Instructions to follow |
Go over the records and copy every line with the string "BTreeMap".
★ ★ ★ ★ ★
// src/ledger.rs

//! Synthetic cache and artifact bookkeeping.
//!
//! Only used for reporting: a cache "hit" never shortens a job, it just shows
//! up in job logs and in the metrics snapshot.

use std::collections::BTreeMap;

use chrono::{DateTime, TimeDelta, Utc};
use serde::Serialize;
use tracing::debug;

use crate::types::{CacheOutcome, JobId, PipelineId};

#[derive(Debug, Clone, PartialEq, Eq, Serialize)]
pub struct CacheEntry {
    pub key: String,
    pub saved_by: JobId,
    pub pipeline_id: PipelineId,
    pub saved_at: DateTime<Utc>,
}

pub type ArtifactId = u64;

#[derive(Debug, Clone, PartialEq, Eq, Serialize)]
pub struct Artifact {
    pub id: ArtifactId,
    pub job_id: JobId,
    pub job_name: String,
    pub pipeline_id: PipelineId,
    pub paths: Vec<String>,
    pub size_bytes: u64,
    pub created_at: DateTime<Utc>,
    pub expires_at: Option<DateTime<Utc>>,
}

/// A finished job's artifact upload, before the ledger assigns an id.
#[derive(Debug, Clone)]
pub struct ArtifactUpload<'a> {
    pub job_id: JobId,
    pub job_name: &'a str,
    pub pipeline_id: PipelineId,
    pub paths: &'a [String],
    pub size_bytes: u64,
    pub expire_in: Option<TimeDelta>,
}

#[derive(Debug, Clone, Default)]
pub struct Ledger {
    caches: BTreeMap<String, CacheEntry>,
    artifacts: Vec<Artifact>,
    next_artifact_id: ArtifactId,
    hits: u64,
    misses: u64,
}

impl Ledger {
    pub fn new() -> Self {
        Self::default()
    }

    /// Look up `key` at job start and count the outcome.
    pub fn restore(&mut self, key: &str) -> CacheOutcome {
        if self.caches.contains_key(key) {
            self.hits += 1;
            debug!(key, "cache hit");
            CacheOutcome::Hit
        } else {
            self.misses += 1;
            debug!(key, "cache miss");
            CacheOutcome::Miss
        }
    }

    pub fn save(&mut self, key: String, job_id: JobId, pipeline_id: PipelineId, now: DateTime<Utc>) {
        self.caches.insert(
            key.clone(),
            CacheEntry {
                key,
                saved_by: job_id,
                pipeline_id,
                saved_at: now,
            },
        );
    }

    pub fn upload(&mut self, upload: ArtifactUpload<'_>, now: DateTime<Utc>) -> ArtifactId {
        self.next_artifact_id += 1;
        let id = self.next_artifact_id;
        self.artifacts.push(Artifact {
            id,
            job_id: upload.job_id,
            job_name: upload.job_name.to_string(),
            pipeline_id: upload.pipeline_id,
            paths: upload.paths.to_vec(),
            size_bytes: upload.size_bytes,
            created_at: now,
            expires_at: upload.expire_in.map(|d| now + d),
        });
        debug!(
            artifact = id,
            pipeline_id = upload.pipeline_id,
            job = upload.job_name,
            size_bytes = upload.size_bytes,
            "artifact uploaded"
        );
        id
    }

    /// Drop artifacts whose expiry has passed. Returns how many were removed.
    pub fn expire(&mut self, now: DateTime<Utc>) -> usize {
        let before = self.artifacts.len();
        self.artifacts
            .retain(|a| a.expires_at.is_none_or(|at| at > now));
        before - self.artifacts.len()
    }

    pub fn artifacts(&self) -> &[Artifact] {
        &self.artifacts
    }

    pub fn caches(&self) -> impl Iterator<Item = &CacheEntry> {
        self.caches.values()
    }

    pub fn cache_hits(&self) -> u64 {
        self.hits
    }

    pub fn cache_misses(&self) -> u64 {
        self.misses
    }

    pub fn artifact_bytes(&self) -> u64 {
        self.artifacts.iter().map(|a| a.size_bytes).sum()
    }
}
★ ★ ★ ★ ★
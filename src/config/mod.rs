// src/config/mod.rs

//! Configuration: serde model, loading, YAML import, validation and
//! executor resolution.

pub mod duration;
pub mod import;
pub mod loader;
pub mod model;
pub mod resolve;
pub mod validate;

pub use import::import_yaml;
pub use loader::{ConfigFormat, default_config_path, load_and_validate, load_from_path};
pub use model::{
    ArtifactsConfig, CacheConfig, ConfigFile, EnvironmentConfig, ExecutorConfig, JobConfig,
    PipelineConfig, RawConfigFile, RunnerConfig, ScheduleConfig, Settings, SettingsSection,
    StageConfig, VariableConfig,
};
★ ★ ★ ★ ★
Exercise solution |
use std::collections::BTreeMap;
    caches: BTreeMap<String, CacheEntry>,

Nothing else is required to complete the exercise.